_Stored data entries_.

*** Block opens ***

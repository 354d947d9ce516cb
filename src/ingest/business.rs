use tracing::warn;

use super::coerce_number;
use super::table::Table;
use crate::config::BUSINESS_REVENUE_COLUMN;
use crate::types::BusinessRevenueSummary;

/// Reduce a business report to its total revenue. Returns `None` when the
/// report has no revenue column; TACOS is then skipped rather than failing
/// the run.
pub fn summarize_revenue(table: &Table, file: &str) -> Option<BusinessRevenueSummary> {
    let Some(idx) = table.column_index(BUSINESS_REVENUE_COLUMN) else {
        warn!("[INGEST] {file}: no '{BUSINESS_REVENUE_COLUMN}' column, TACOS skipped");
        return None;
    };

    let total_revenue = table
        .rows
        .iter()
        .filter_map(|row| coerce_number(Table::cell(row, Some(idx))))
        .sum();
    Some(BusinessRevenueSummary { total_revenue })
}

#[cfg(test)]
mod tests {
    use super::*;
    use crate::ingest::table::{read_table, TableFormat};

    #[test]
    fn sums_revenue_column() {
        let table = read_table(
            "Date,Total Sales\n2024-01-01,1000\n2024-01-02,250.5\n2024-01-03,bad\n".as_bytes(),
            TableFormat::Csv,
        )
        .unwrap();
        let summary = summarize_revenue(&table, "business.csv").unwrap();
        assert!((summary.total_revenue - 1250.5).abs() < 1e-9);
    }

    #[test]
    fn missing_column_skips_tacos() {
        let table = read_table("Date,Ordered Product Sales\nx,1\n".as_bytes(), TableFormat::Csv).unwrap();
        assert!(summarize_revenue(&table, "business.csv").is_none());
    }
}
use serde::Serialize;
use tracing::{debug, warn};

use super::coerce_number;
use super::columns::{ColumnResolver, Field, ResolvedColumns};
use super::table::Table;
use crate::config::Settings;
use crate::error::{AppError, Result};
use crate::metrics;
use crate::types::SearchTermRecord;

const NUMERIC_FIELDS: [Field; 5] = [
    Field::Spend,
    Field::Sales,
    Field::Clicks,
    Field::Impressions,
    Field::Orders,
];

/// Columns the strict variant refuses to run without.
const STRICT_FIELDS: [Field; 4] = [Field::Spend, Field::Sales, Field::Clicks, Field::Impressions];

#[derive(Debug, Default, Clone, PartialEq, Serialize)]
pub struct IngestStats {
    pub rows: usize,
    /// Non-empty numeric cells that could not be parsed and were read as 0.
    pub coerced_cells: usize,
    pub rows_without_sku: usize,
    /// Semantic columns absent from the file and zero-filled.
    pub missing_columns: Vec<&'static str>,
}

/// Build search term records from a parsed report. `file` names the source
/// in error messages.
pub fn load_search_terms(
    table: &Table,
    settings: &Settings,
    file: &str,
) -> Result<(Vec<SearchTermRecord>, IngestStats)> {
    let profile = settings.profile();
    let resolver = ColumnResolver::search_term_report();
    let columns = resolver.resolve(&table.headers);

    let required: &[Field] = if profile.strict_columns {
        &STRICT_FIELDS
    } else {
        &[Field::Sales]
    };
    for &field in required {
        if !columns.has(field) {
            let column = resolver
                .rule(field)
                .map(|r| r.matcher.describe())
                .unwrap_or(field.name());
            return Err(AppError::missing_column(file, column));
        }
    }

    let mut stats = IngestStats::default();
    for field in NUMERIC_FIELDS.iter().chain([Field::SearchTerm, Field::Sku].iter()) {
        if !columns.has(*field) {
            stats.missing_columns.push(field.name());
        }
    }
    for name in &stats.missing_columns {
        if *name == Field::Sku.name() {
            debug!("[INGEST] {file}: no advertised sku column, SKU views disabled");
        } else {
            warn!("[INGEST] {file}: column '{name}' not found, reading as empty");
        }
    }

    let mut records = Vec::with_capacity(table.rows.len());
    for row in &table.rows {
        let record = build_record(row, &columns, &mut stats, profile.acos_without_sales);
        if record.sku.is_none() {
            stats.rows_without_sku += 1;
        }
        records.push(record);
    }
    stats.rows = records.len();

    if stats.coerced_cells > 0 {
        warn!(
            coerced_cells = stats.coerced_cells,
            "[INGEST] {file}: {} non-numeric cells read as 0",
            stats.coerced_cells
        );
    }
    Ok((records, stats))
}

fn build_record(
    row: &[String],
    columns: &ResolvedColumns,
    stats: &mut IngestStats,
    acos_without_sales: f64,
) -> SearchTermRecord {
    let mut number = |field: Field| -> f64 {
        let cell = Table::cell(row, columns.index(field));
        match coerce_number(cell) {
            Some(v) => v,
            None => {
                if !cell.trim().is_empty() {
                    stats.coerced_cells += 1;
                }
                0.0
            }
        }
    };

    let spend = number(Field::Spend);
    let sales = number(Field::Sales);
    let clicks = number(Field::Clicks);
    let impressions = number(Field::Impressions);
    let orders = number(Field::Orders);

    let sku = Table::cell(row, columns.index(Field::Sku)).trim();
    let mut record = SearchTermRecord {
        search_term: Table::cell(row, columns.index(Field::SearchTerm)).trim().to_string(),
        sku: (!sku.is_empty()).then(|| sku.to_string()),
        spend,
        sales,
        clicks,
        impressions,
        orders,
        roas: 0.0,
        acos: 0.0,
        cpc: 0.0,
        ctr: 0.0,
        confidence: 0.0,
        profit: None,
        break_even_acos: None,
    };
    metrics::derive(&mut record, acos_without_sales);
    record
}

*** Block closes ***

_Task statement_. Wherever a line in the entries above holds "types", copy that line.

_Problem solution_.
use crate::types::BusinessRevenueSummary;
use crate::types::SearchTermRecord;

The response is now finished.